◆ **GIVEN RECORDS**
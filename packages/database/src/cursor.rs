//! Forward-only building streams backed by a server-side cursor.
//!
//! The stream owns its [`ConnectionLease`] and runs the cursor inside a
//! transaction opened on it. Rows are pulled from the cursor
//! [`FETCH_SIZE`] at a time, only when the consumer asks for more, and the
//! cancellation token is checked before every fetch and every yielded
//! record. Cancelling the token rolls the transaction back, which closes
//! the cursor. Dropping the stream (consumer gone) drops the transaction
//! and the lease with it.

use std::future::Future;

use futures::{Stream, StreamExt as _, pin_mut};
use gce_map_database_models::{BuildingRecord, District};
use switchy_database::{DatabaseTransaction, DatabaseValue};
use tokio_util::sync::CancellationToken;

use crate::DbError;
use crate::cancel::run_cancellable;
use crate::db::ConnectionLease;
use crate::queries::{BUILDING_COLUMNS, row_to_building};

/// Rows requested per `FETCH`.
pub const FETCH_SIZE: usize = 500;

/// Name of the export cursor. One per connection, so it never collides.
pub const CURSOR_NAME: &str = "gce_export";

/// Which buildings an export covers.
#[derive(Debug, Clone, Copy, PartialEq)]
pub enum BuildingQuery {
    /// Every building of one administrative district.
    District {
        /// Kind of district.
        district: District,
        /// District number.
        id: i32,
    },
    /// Every building inside the hexagon of layer `zoom_level` that
    /// contains the given point.
    Hex {
        /// Precomputed layer key.
        zoom_level: u8,
        /// Longitude of a point inside the hexagon.
        longitude: f64,
        /// Latitude of a point inside the hexagon.
        latitude: f64,
    },
    /// Every materialized building.
    All,
}

impl BuildingQuery {
    /// The `SELECT` the cursor is declared over, with its parameters.
    #[must_use]
    pub fn select(&self) -> (String, Vec<DatabaseValue>) {
        match *self {
            Self::District { district, id } => (
                format!(
                    "SELECT {BUILDING_COLUMNS}
                     FROM gce_eligibility e
                     JOIN pluto_latest_districts pd ON pd.bbl = e.bbl
                     WHERE pd.{lot} = $1::text
                     ORDER BY e.bbl",
                    lot = district.lot_column(),
                ),
                vec![DatabaseValue::String(id.to_string())],
            ),
            Self::Hex {
                zoom_level,
                longitude,
                latitude,
            } => (
                format!(
                    "SELECT {BUILDING_COLUMNS}
                     FROM gce_eligibility e
                     JOIN gce_eligibility_hexes h ON ST_Within(e.geom, h.geom)
                     WHERE h.zoom_level = $1
                       AND ST_Within(ST_SetSRID(ST_MakePoint($2, $3), 4326), h.geom)
                     ORDER BY e.bbl"
                ),
                vec![
                    DatabaseValue::Int32(i32::from(zoom_level)),
                    DatabaseValue::Real64(longitude),
                    DatabaseValue::Real64(latitude),
                ],
            ),
            Self::All => (
                format!("SELECT {BUILDING_COLUMNS} FROM gce_eligibility e ORDER BY e.bbl"),
                Vec::new(),
            ),
        }
    }

    /// `DECLARE` statement opening the cursor over [`Self::select`].
    #[must_use]
    pub fn declare(&self) -> (String, Vec<DatabaseValue>) {
        let (select, params) = self.select();
        (
            format!("DECLARE {CURSOR_NAME} NO SCROLL CURSOR FOR {select}"),
            params,
        )
    }
}

/// Streams the items of `next_page`, one page at a time.
///
/// A page shorter than `page_size` is the last one. `token` is checked
/// before every page and every item; once it fires nothing more is
/// yielded and no further page is requested. A failing page yields one
/// error and ends the stream.
pub fn paged<'a, T, F, Fut>(
    token: &'a CancellationToken,
    page_size: usize,
    mut next_page: F,
) -> impl Stream<Item = Result<T, DbError>> + 'a
where
    T: 'a,
    F: FnMut() -> Fut + 'a,
    Fut: Future<Output = Result<Vec<T>, DbError>> + 'a,
{
    async_stream::try_stream! {
        'pages: loop {
            if token.is_cancelled() {
                break;
            }

            let page = match run_cancellable(token, next_page()).await {
                Err(DbError::Cancelled) => break,
                other => other?,
            };

            let len = page.len();
            for item in page {
                if token.is_cancelled() {
                    break 'pages;
                }
                yield item;
            }

            if len < page_size {
                break;
            }
        }
    }
}

async fn fetch_page(
    txn: &dyn DatabaseTransaction,
    fetch: &str,
) -> Result<Vec<BuildingRecord>, DbError> {
    txn.query_raw_params(fetch, &[])
        .await?
        .iter()
        .map(row_to_building)
        .collect()
}

/// Rolls back a cancelled export. Failures only reach the log.
async fn abandon(txn: Box<dyn DatabaseTransaction>) {
    if let Err(e) = txn.rollback().await {
        log::debug!("Rolling back cancelled export failed: {e}");
    }
}

/// Streams the buildings matched by `query` through a server-side cursor
/// on `lease`.
///
/// Cancellation ends the stream without an error item. A failing fetch
/// yields one error and ends the stream.
pub fn building_cursor(
    lease: ConnectionLease,
    token: CancellationToken,
    query: BuildingQuery,
) -> impl Stream<Item = Result<BuildingRecord, DbError>> + Send + 'static {
    async_stream::try_stream! {
        let lease = lease;
        let (declare, params) = query.declare();
        let fetch = format!("FETCH {FETCH_SIZE} FROM {CURSOR_NAME}");

        log::debug!("Opening export cursor on connection {}", lease.id());
        let txn = match run_cancellable(&token, async {
            Ok::<_, DbError>(lease.begin_transaction().await?)
        })
        .await
        {
            Err(DbError::Cancelled) => {
                log::debug!("Export on connection {} cancelled before opening", lease.id());
                return;
            }
            other => other?,
        };
        match run_cancellable(&token, async {
            Ok::<_, DbError>(txn.exec_raw_params(&declare, &params).await?)
        })
        .await
        {
            Err(DbError::Cancelled) => {
                abandon(txn).await;
                return;
            }
            other => {
                other?;
            }
        }

        let mut streamed = 0_usize;
        {
            let txn_ref: &dyn DatabaseTransaction = &*txn;
            let fetch = fetch.as_str();
            let records = paged(&token, FETCH_SIZE, move || fetch_page(txn_ref, fetch));
            pin_mut!(records);
            while let Some(record) = records.next().await {
                yield record?;
                streamed += 1;
            }
        }

        if token.is_cancelled() {
            log::debug!(
                "Export cursor on connection {} cancelled after {streamed} buildings",
                lease.id()
            );
            abandon(txn).await;
            return;
        }

        txn.exec_raw(&format!("CLOSE {CURSOR_NAME}")).await?;
        txn.commit().await?;
        log::debug!(
            "Export cursor on connection {} finished after {streamed} buildings",
            lease.id()
        );
    }
}

#[cfg(test)]
mod tests {
    use std::cell::Cell;

    use futures::StreamExt as _;

    use super::*;

    #[test]
    fn district_export_filters_on_text_district() {
        let query = BuildingQuery::District {
            district: District::CityCouncil,
            id: 35,
        };
        let (sql, params) = query.select();

        assert!(sql.contains("JOIN pluto_latest_districts pd ON pd.bbl = e.bbl"));
        assert!(sql.contains("pd.coun_dist = $1::text"));
        assert_eq!(params.len(), 1);
        assert!(matches!(&params[0], DatabaseValue::String(s) if s == "35"));
    }

    #[test]
    fn hex_export_finds_the_containing_hexagon() {
        let query = BuildingQuery::Hex {
            zoom_level: 14,
            longitude: -73.95,
            latitude: 40.65,
        };
        let (sql, params) = query.select();

        assert!(sql.contains("h.zoom_level = $1"));
        assert!(sql.contains("ST_Within(ST_SetSRID(ST_MakePoint($2, $3), 4326), h.geom)"));
        assert_eq!(params.len(), 3);
        assert!(matches!(params[0], DatabaseValue::Int32(14)));
    }

    fn pages(
        pages: Vec<Vec<u32>>,
        fetched: &Cell<usize>,
    ) -> impl FnMut() -> std::future::Ready<Result<Vec<u32>, DbError>> + '_ {
        let mut pages = pages.into_iter();
        move || {
            fetched.set(fetched.get() + 1);
            std::future::ready(Ok(pages.next().unwrap_or_default()))
        }
    }

    #[tokio::test]
    async fn short_page_ends_the_stream() {
        let token = CancellationToken::new();
        let fetched = Cell::new(0);
        let items: Vec<u32> = paged(&token, 3, pages(vec![vec![1, 2, 3], vec![4, 5]], &fetched))
            .map(Result::unwrap)
            .collect()
            .await;

        assert_eq!(items, vec![1, 2, 3, 4, 5]);
        assert_eq!(fetched.get(), 2);
    }

    #[tokio::test]
    async fn full_last_page_needs_one_empty_fetch() {
        let token = CancellationToken::new();
        let fetched = Cell::new(0);
        let items: Vec<u32> = paged(&token, 2, pages(vec![vec![1, 2], vec![3, 4]], &fetched))
            .map(Result::unwrap)
            .collect()
            .await;

        assert_eq!(items, vec![1, 2, 3, 4]);
        assert_eq!(fetched.get(), 3);
    }

    #[tokio::test]
    async fn cancel_after_first_page_yields_nothing_more() {
        let token = CancellationToken::new();
        let fetched = Cell::new(0);
        let stream = paged(
            &token,
            2,
            pages(vec![vec![1, 2], vec![3, 4], vec![5]], &fetched),
        );
        pin_mut!(stream);

        assert_eq!(stream.next().await.unwrap().unwrap(), 1);
        assert_eq!(stream.next().await.unwrap().unwrap(), 2);
        token.cancel();

        assert!(stream.next().await.is_none());
        assert_eq!(fetched.get(), 1);
    }

    #[tokio::test]
    async fn cancel_mid_page_drops_the_rest_of_the_page() {
        let token = CancellationToken::new();
        let fetched = Cell::new(0);
        let stream = paged(&token, 3, pages(vec![vec![1, 2, 3]], &fetched));
        pin_mut!(stream);

        assert_eq!(stream.next().await.unwrap().unwrap(), 1);
        token.cancel();

        assert!(stream.next().await.is_none());
    }

    #[tokio::test]
    async fn cancelled_token_never_fetches() {
        let token = CancellationToken::new();
        token.cancel();
        let fetched = Cell::new(0);
        let count = paged(&token, 3, pages(vec![vec![1]], &fetched)).count().await;

        assert_eq!(count, 0);
        assert_eq!(fetched.get(), 0);
    }

    #[tokio::test]
    async fn failing_page_yields_one_error_and_ends() {
        let token = CancellationToken::new();
        let mut calls = 0;
        let items: Vec<Result<u32, DbError>> = paged(&token, 1, || {
            calls += 1;
            let page = if calls == 1 {
                Ok(vec![7])
            } else {
                Err(DbError::conversion("bbl", "null"))
            };
            std::future::ready(page)
        })
        .collect()
        .await;

        assert_eq!(items.len(), 2);
        assert_eq!(*items[0].as_ref().unwrap(), 7);
        assert!(matches!(items[1], Err(DbError::Conversion { .. })));
    }

    #[test]
    fn declare_wraps_select_in_named_cursor() {
        let (declare, params) = BuildingQuery::All.declare();
        assert!(declare.starts_with("DECLARE gce_export NO SCROLL CURSOR FOR SELECT e.bbl"));
        assert!(declare.ends_with("ORDER BY e.bbl"));
        assert!(params.is_empty());
    }
}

◆ **YOUR INSTRUCTIONS**
Could you print the lines of the records above from the one containing "async fn cancelled_token_never_fetches()" through the last, exactly and with no additions?

◆ **EXERCISE OUTPUT**
    async fn cancelled_token_never_fetches() {
        let token = CancellationToken::new();
        token.cancel();
        let fetched = Cell::new(0);
        let count = paged(&token, 3, pages(vec![vec![1]], &fetched)).count().await;

        assert_eq!(count, 0);
        assert_eq!(fetched.get(), 0);
    }

    #[tokio::test]
    async fn failing_page_yields_one_error_and_ends() {
        let token = CancellationToken::new();
        let mut calls = 0;
        let items: Vec<Result<u32, DbError>> = paged(&token, 1, || {
            calls += 1;
            let page = if calls == 1 {
                Ok(vec![7])
            } else {
                Err(DbError::conversion("bbl", "null"))
            };
            std::future::ready(page)
        })
        .collect()
        .await;

        assert_eq!(items.len(), 2);
        assert_eq!(*items[0].as_ref().unwrap(), 7);
        assert!(matches!(items[1], Err(DbError::Conversion { .. })));
    }

    #[test]
    fn declare_wraps_select_in_named_cursor() {
        let (declare, params) = BuildingQuery::All.declare();
        assert!(declare.starts_with("DECLARE gce_export NO SCROLL CURSOR FOR SELECT e.bbl"));
        assert!(declare.ends_with("ORDER BY e.bbl"));
        assert!(params.is_empty());
    }
}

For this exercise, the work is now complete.